Only the lines of the data below from the one with "stack pointer is" through the one with "let mut placed" are wanted. Repeat them exactly.

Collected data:
○ ○ ○ ○ ○ ○ ○

// Copyright (C) 2025 FZI Forschungszentrum Informatik
// SPDX-License-Identifier: Apache-2.0
//! Calling convention
//!
//! This module implements the RISC-V psABI for inferior function calls: the
//! placement of arguments in registers and on the stack, and the access to
//! return values. Values are described by a [`Type`] and passed as raw bytes
//! in target byte order.
//!
//! A [`Convention`] is derived from the target's [`Features`] and the user's
//! [`AbiOverride`]. For each call, a fresh [`CallState`] tracks the registers
//! and memory consumed so far while the arguments are [located][CallState::locate]
//! in declaration order.
//!
//! Integral values are promoted to the width of an integer register, or two,
//! with sign or zero extension. Values wider than two integer registers are
//! passed by reference: they are copied to an area below the stack pointer and
//! their address is passed instead. Floating point values no wider than the
//! floating point ABI are passed in floating point registers, as are
//! structures consisting of up to two scalars of which at least one is a
//! floating point value.

pub mod error;
pub mod location;
pub mod types;


use alloc::vec;
use alloc::vec::Vec;

use crate::arch::{Architecture, Riscv};
use crate::config::{AbiOverride, DebugConfig, Endian, Features};
use crate::registers::riscv as regs;
use crate::registers::{self, MAX_WIDTH, RegNum, RegisterModel};
use crate::target::{Memory, Registers};

pub use error::Error;
pub use location::{ArgumentLocation, CallState, Location, Part};
pub use types::{Field, Struct, Type};

/// Alignment of the stack pointer at calls
const STACK_ALIGN: u64 = 16;

/// Maximum number of argument registers of either class
const ARG_REGS: u8 = 8;

type CallError<M, R> = Error<<M as Memory>::Error, <R as Registers>::Error>;

/// Argument of an inferior call
#[derive(Clone, Debug, PartialEq, Eq)]
pub struct Argument<'v> {
    pub ty: Type,
    /// Value in target byte order, exactly as long as the type's size
    pub value: &'v [u8],
    /// Whether the argument is declared, i.e. not part of variadic arguments
    pub named: bool,
}

impl<'v> Argument<'v> {
    /// Create a declared argument
    pub fn new(ty: Type, value: &'v [u8]) -> Self {
        Self {
            ty,
            value,
            named: true,
        }
    }

    /// Create an argument matching a variadic function's ellipsis
    pub fn unnamed(ty: Type, value: &'v [u8]) -> Self {
        Self {
            ty,
            value,
            named: false,
        }
    }
}

/// Frame setup for an inferior call
#[derive(Copy, Clone, Debug, PartialEq, Eq)]
pub struct DummyCall {
    /// Stack pointer before the call
    pub sp: u64,
    /// Address the callee returns to, usually a breakpoint
    pub return_address: u64,
    /// Address of the buffer receiving a returned structure
    pub struct_return: Option<u64>,
}

/// Return value read from the target
#[derive(Clone, Debug, PartialEq, Eq)]
pub enum ReturnValue {
    /// The value was returned in registers
    Registers(Vec<u8>),
    /// The value was returned in the buffer at the given address
    Memory { address: u64, value: Vec<u8> },
}

impl ReturnValue {
    /// Retrieve the bytes of the value
    pub fn value(&self) -> &[u8] {
        match self {
            Self::Registers(value) | Self::Memory { value, .. } => value,
        }
    }
}

/// Calling convention of a specific target
#[derive(Copy, Clone, Debug)]
pub struct Convention<'a> {
    model: &'a RegisterModel,
    xlen: usize,
    flen: usize,
    int_regs: u8,
    float_regs: u8,
}

impl<'a> Convention<'a> {
    /// Create a convention for a target with the given features
    pub fn new(model: &'a RegisterModel, features: &Features, abi: &AbiOverride) -> Self {
        let embedded = abi.embedded.unwrap_or(features.embedded);
        let default_int = if embedded { 6 } else { ARG_REGS };
        Self {
            model,
            xlen: features.xlen.into(),
            flen: abi.float_abi.unwrap_or(features.abi_flen).into(),
            int_regs: abi.int_arg_regs.unwrap_or(default_int).min(ARG_REGS),
            float_regs: abi.float_arg_regs.unwrap_or(ARG_REGS).min(ARG_REGS),
        }
    }

    /// Create the convention for an architecture and session configuration
    pub fn for_arch(arch: &'a Riscv, config: &DebugConfig) -> Self {
        Self::new(arch.registers(), arch.features(), &config.abi)
    }

    /// Create a fresh [`CallState`] for a single call
    pub fn call_state(&self) -> CallState {
        CallState::new(
            self.xlen,
            self.flen,
            (regs::A0, self.int_regs),
            (regs::FA0, self.float_regs),
        )
    }

    /// Set up the registers and stack for an inferior call
    ///
    /// Arguments are placed, `ra` is set to the return address and the new
    /// stack pointer is written to `sp` and returned.
    pub fn push_dummy_call<M: Memory, R: Registers>(
        &self,
        memory: &mut M,
        registers: &mut R,
        call: &DummyCall,
        arguments: &[Argument<'_>],
    ) -> Result<u64, CallError<M, R>> {
        let mut state = self.call_state();
        if let Some(buffer) = call.struct_return {
            let reg = state
                .reserve_int_register()
                .ok_or(CallError::<M, R>::InvalidArgumentLocation)?;
            self.model.write_value(registers, reg, buffer)?;
        }

        let sp = self.marshal_arguments(&mut state, memory, registers, call.sp, arguments)?;
        self.model
            .write_value(registers, regs::RA, call.return_address)?;
        self.model.write_value(registers, regs::SP, sp)?;
        Ok(sp)
    }

    /// Place arguments in registers and memory
    ///
    /// Returns the stack pointer below the memory used for the arguments.
    pub fn marshal_arguments<M: Memory, R: Registers>(
        &self,
        state: &mut CallState,
        memory: &mut M,
        registers: &mut R,
        sp: u64,
        arguments: &[Argument<'_>],
    ) -> Result<u64, CallError<M, R>> {
        let mut placed = Vec::with_capacity(arguments.len());
        for (n, argument) in arguments.iter().enumerate() {
            let location = state.locate(&argument.ty, argument.named);
            log::debug!("Argument {n} located at {location:?}");
            let value = self.abi_value::<M::Error, R::Error>(
                &argument.ty,
                argument.value,
                location.length,
            )?;
            placed.push((location, value));
        }

        let sp_refs = align_down(sp.wrapping_sub(state.ref_area() as u64));
        let sp_args = align_down(sp_refs.wrapping_sub(state.arg_area() as u64));
        log::debug!("Arguments at {sp_args:#x}, references at {sp_refs:#x}");

        for (location, value) in &placed {
            if let Location::Reference(offset) = location.first.location {
                let address = sp_refs.wrapping_add(offset as u64);
                memory
                    .write_memory(address, value)
                    .map_err(|e| Error::Memory(e, address))?;
                let pointer = location
                    .second
                    .ok_or(CallError::<M, R>::InvalidArgumentLocation)?;
                let mut buf = [0u8; 8];
                let buf = buf
                    .get_mut(..self.xlen)
                    .ok_or(CallError::<M, R>::InvalidArgumentLocation)?;
                self.model.endian().write(address, buf, 0);
                self.place(memory, registers, pointer.location, buf, sp_args)?;
            } else {
                for part in location.parts() {
                    let data = value
                        .get(part.offset..part.offset + part.length)
                        .ok_or(CallError::<M, R>::InvalidArgumentLocation)?;
                    self.place(memory, registers, part.location, data, sp_args)?;
                }
            }
        }
        Ok(sp_args)
    }

    /// Determine where a value of the given type is returned
    pub fn return_location(&self, ty: &Type) -> ArgumentLocation {
        self.call_state().locate(ty, true)
    }

    /// Read a returned value of the given type
    pub fn extract_return_value<M: Memory, R: Registers>(
        &self,
        memory: &mut M,
        registers: &mut R,
        ty: &Type,
    ) -> Result<ReturnValue, CallError<M, R>> {
        let location = self.return_location(ty);
        if location.is_by_ref() {
            let address = self.return_buffer::<M::Error, R>(registers, &location)?;
            let mut value = vec![0; ty.size()];
            memory
                .read_memory(address, &mut value)
                .map_err(|e| Error::Memory(e, address))?;
            return Ok(ReturnValue::Memory { address, value });
        }

        let mut value = vec![0; location.length.max(ty.size())];
        for part in location.parts() {
            let Location::Register(reg) = part.location else {
                return Err(Error::InvalidArgumentLocation);
            };
            let buf = value
                .get_mut(part.offset..part.offset + part.length)
                .ok_or(CallError::<M, R>::InvalidArgumentLocation)?;
            self.read_register::<M::Error, R>(registers, reg, buf)?;
        }
        // Promoted integers are returned with their declared size
        let range = self.model.endian().low_bytes(value.len(), ty.size());
        Ok(ReturnValue::Registers(value[range].to_vec()))
    }

    /// Set the value returned by the current function
    pub fn inject_return_value<M: Memory, R: Registers>(
        &self,
        memory: &mut M,
        registers: &mut R,
        ty: &Type,
        value: &[u8],
    ) -> Result<(), CallError<M, R>> {
        let location = self.return_location(ty);
        let value = self.abi_value::<M::Error, R::Error>(ty, value, location.length)?;
        if location.is_by_ref() {
            let address = self.return_buffer::<M::Error, R>(registers, &location)?;
            return memory
                .write_memory(address, &value)
                .map_err(|e| Error::Memory(e, address));
        }

        for part in location.parts() {
            let Location::Register(reg) = part.location else {
                return Err(Error::InvalidArgumentLocation);
            };
            let data = value
                .get(part.offset..part.offset + part.length)
                .ok_or(CallError::<M, R>::InvalidArgumentLocation)?;
            self.write_register::<M::Error, R>(registers, reg, data)?;
        }
        Ok(())
    }

    /// Retrieve the address of the buffer for a value returned by reference
    fn return_buffer<E, R: Registers>(
        &self,
        registers: &mut R,
        location: &ArgumentLocation,
    ) -> Result<u64, Error<E, R::Error>> {
        match location.second.map(|p| p.location) {
            Some(Location::Register(reg)) => Ok(self.model.read_value(registers, reg)?),
            _ => Err(Error::InvalidArgumentLocation),
        }
    }

    /// Convert a value to its representation at the call
    fn abi_value<E, F>(
        &self,
        ty: &Type,
        value: &[u8],
        length: usize,
    ) -> Result<Vec<u8>, Error<E, F>> {
        let expected = ty.size();
        if value.len() != expected {
            return Err(Error::ValueLength {
                expected,
                actual: value.len(),
            });
        }
        let signed = match ty {
            Type::Int { signed, .. } => *signed,
            Type::Pointer { .. } => false,
            _ => return Ok(value.to_vec()),
        };

        let endian = self.model.endian();
        let sign = match endian {
            Endian::Little => value.last(),
            Endian::Big => value.first(),
        };
        let negative = signed && sign.is_some_and(|b| b & 0x80 != 0);
        let mut extended = vec![if negative { 0xff } else { 0 }; length.max(value.len())];
        let range = endian.low_bytes(extended.len(), value.len());
        extended[range].copy_from_slice(value);
        Ok(extended)
    }

    fn place<M: Memory, R: Registers>(
        &self,
        memory: &mut M,
        registers: &mut R,
        location: Location,
        data: &[u8],
        sp_args: u64,
    ) -> Result<(), CallError<M, R>> {
        match location {
            Location::Register(reg) => self.write_register(registers, reg, data),
            Location::Stack(offset) => {
                let address = sp_args.wrapping_add(offset as u64);
                memory
                    .write_memory(address, data)
                    .map_err(|e| Error::Memory(e, address))
            }
            Location::Reference(_) => Err(Error::InvalidArgumentLocation),
        }
    }

    /// Write the low bytes of a register
    ///
    /// The remaining bytes are cleared, or set for floating point registers
    /// (NaN-boxing).
    fn write_register<E, R: Registers>(
        &self,
        registers: &mut R,
        reg: RegNum,
        data: &[u8],
    ) -> Result<(), Error<E, R::Error>> {
        let Some(width) = self.model.width(reg).filter(|w| *w <= MAX_WIDTH) else {
            return Err(Error::Registers(registers::Error::NoRegister(reg)));
        };
        if data.len() > width {
            return Err(Error::InvalidArgumentLocation);
        }
        let mut buf = [0u8; MAX_WIDTH];
        let buf = &mut buf[..width];
        buf.fill(if is_float(reg) { 0xff } else { 0 });
        let endian = self.model.endian();
        buf[endian.low_bytes(width, data.len())].copy_from_slice(data);
        Ok(self.model.write(registers, reg, buf)?)
    }

    /// Read the low bytes of a register
    fn read_register<E, R: Registers>(
        &self,
        registers: &mut R,
        reg: RegNum,
        buf: &mut [u8],
    ) -> Result<(), Error<E, R::Error>> {
        let Some(width) = self.model.width(reg).filter(|w| *w <= MAX_WIDTH) else {
            return Err(Error::Registers(registers::Error::NoRegister(reg)));
        };
        if buf.len() > width {
            return Err(Error::InvalidArgumentLocation);
        }
        let mut raw = [0u8; MAX_WIDTH];
        let raw = &mut raw[..width];
        self.model.read(registers, reg, raw)?;
        let endian = self.model.endian();
        buf.copy_from_slice(&raw[endian.low_bytes(width, buf.len())]);
        Ok(())
    }
}

fn is_float(reg: RegNum) -> bool {
    (regs::F0..regs::F0 + 32).contains(&reg)
}

fn align_down(address: u64) -> u64 {
    address & !(STACK_ALIGN - 1)
}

○ ○ ○ ○ ○ ○ ○

Result –
    /// stack pointer is written to `sp` and returned.
    pub fn push_dummy_call<M: Memory, R: Registers>(
        &self,
        memory: &mut M,
        registers: &mut R,
        call: &DummyCall,
        arguments: &[Argument<'_>],
    ) -> Result<u64, CallError<M, R>> {
        let mut state = self.call_state();
        if let Some(buffer) = call.struct_return {
            let reg = state
                .reserve_int_register()
                .ok_or(CallError::<M, R>::InvalidArgumentLocation)?;
            self.model.write_value(registers, reg, buffer)?;
        }

        let sp = self.marshal_arguments(&mut state, memory, registers, call.sp, arguments)?;
        self.model
            .write_value(registers, regs::RA, call.return_address)?;
        self.model.write_value(registers, regs::SP, sp)?;
        Ok(sp)
    }

    /// Place arguments in registers and memory
    ///
    /// Returns the stack pointer below the memory used for the arguments.
    pub fn marshal_arguments<M: Memory, R: Registers>(
        &self,
        state: &mut CallState,
        memory: &mut M,
        registers: &mut R,
        sp: u64,
        arguments: &[Argument<'_>],
    ) -> Result<u64, CallError<M, R>> {
        let mut placed = Vec::with_capacity(arguments.len());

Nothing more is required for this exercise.